Ok, now the biggest job is done it’s time to sort out the other CTs, then it’s the blood round followed by urgent discharges.


I go to lunch at 1pm with my buddy from med school. He’s having a relatively calm day and is hoping to finish on time. Lunch is cut short when I get paged that one of the patients from the neuroradiology meeting has arrived.

I wander over feeling buoyed that I’m running on time and not too tired. Mr M has an acute on chronic subdural haematoma and has deteriorated over the last 24 hours. Walking in I can hear his chest from four feet away – they won’t operate with his chest sounding this bad. I tell my SpR, who is nonplussed as his parent hospital did not inform us he was this sick. He comes up, having finished Ms G’s EVD, and agrees that we need to make him stable first. Another septic screen for me to do. CXR confirms pneumonia. Time to start him on IVABs, but looking at his comorbidities and eGFR, I realise he needs to be on a renal dose.
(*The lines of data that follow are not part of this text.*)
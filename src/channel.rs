use core::fmt;

use crate::register::{Register, CHANNEL_COUNT};

/// A PWM output, or the broadcast selector that programs all of them at once.
#[derive(Debug, Copy, Clone, PartialEq, Eq)]
pub enum Channel {
    C0,
    C1,
    C2,
    C3,
    C4,
    C5,
    C6,
    C7,
    C8,
    C9,
    C10,
    C11,
    C12,
    C13,
    C14,
    C15,
    /// Writes go to the ALLLED_* block and apply to every output, replacing
    /// any per-channel values. Reads return the last broadcast value.
    All,
}

impl Channel {
    /// The 16 physical outputs in register order.
    pub const OUTPUTS: [Channel; CHANNEL_COUNT] = [
        Channel::C0,
        Channel::C1,
        Channel::C2,
        Channel::C3,
        Channel::C4,
        Channel::C5,
        Channel::C6,
        Channel::C7,
        Channel::C8,
        Channel::C9,
        Channel::C10,
        Channel::C11,
        Channel::C12,
        Channel::C13,
        Channel::C14,
        Channel::C15,
    ];

    /// Output number, `None` for the broadcast selector.
    pub fn index(&self) -> Option<u8> {
        match *self {
            Channel::C0 => Some(0),
            Channel::C1 => Some(1),
            Channel::C2 => Some(2),
            Channel::C3 => Some(3),
            Channel::C4 => Some(4),
            Channel::C5 => Some(5),
            Channel::C6 => Some(6),
            Channel::C7 => Some(7),
            Channel::C8 => Some(8),
            Channel::C9 => Some(9),
            Channel::C10 => Some(10),
            Channel::C11 => Some(11),
            Channel::C12 => Some(12),
            Channel::C13 => Some(13),
            Channel::C14 => Some(14),
            Channel::C15 => Some(15),
            Channel::All => None,
        }
    }

    /// Address of the ON_L register of this channel's block. ON_H, OFF_L and
    /// OFF_H follow at +1, +2 and +3.
    pub fn base_addr(&self) -> u8 {
        match self.index() {
            Some(ix) => Register::Led0OnL.addr() + 4 * ix,
            None => Register::AllLedOnL.addr(),
        }
    }

    pub(crate) fn on_l(&self) -> u8 {
        self.base_addr()
    }

    pub(crate) fn on_h(&self) -> u8 {
        self.base_addr() + 1
    }

    pub(crate) fn off_l(&self) -> u8 {
        self.base_addr() + 2
    }

    pub(crate) fn off_h(&self) -> u8 {
        self.base_addr() + 3
    }
}

impl TryFrom<u8> for Channel {
    type Error = u8;

    fn try_from(ix: u8) -> Result<Self, Self::Error> {
        Channel::OUTPUTS.get(usize::from(ix)).copied().ok_or(ix)
    }
}

impl fmt::Display for Channel {
    fn fmt(&self, f: &mut fmt::Formatter) -> fmt::Result {
        match self.index() {
            Some(ix) => write!(f, "LED{}", ix),
            None => write!(f, "ALL_LED"),
        }
    }
}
The scans and the bloods have been done; a few patients have hypokalemia, so time to start replacement therapy.


It’s somehow already 5pm. I get things in order for handover. Ten minutes to finish, I get a page from a nurse. Mr M’s son is here and is not happy we won’t operate. I head over and explain the situation. He calms down after I answer his questions.

As I walk back to the doctor’s office at 7pm to handover, exhaustion hits; I think about what I will do this evening. It’s nearly 7pm and dinner in front of Game of Thrones sounds marvellous. Would I trade in this job for another? No way.

Dr Shankar was working in Leicestershire.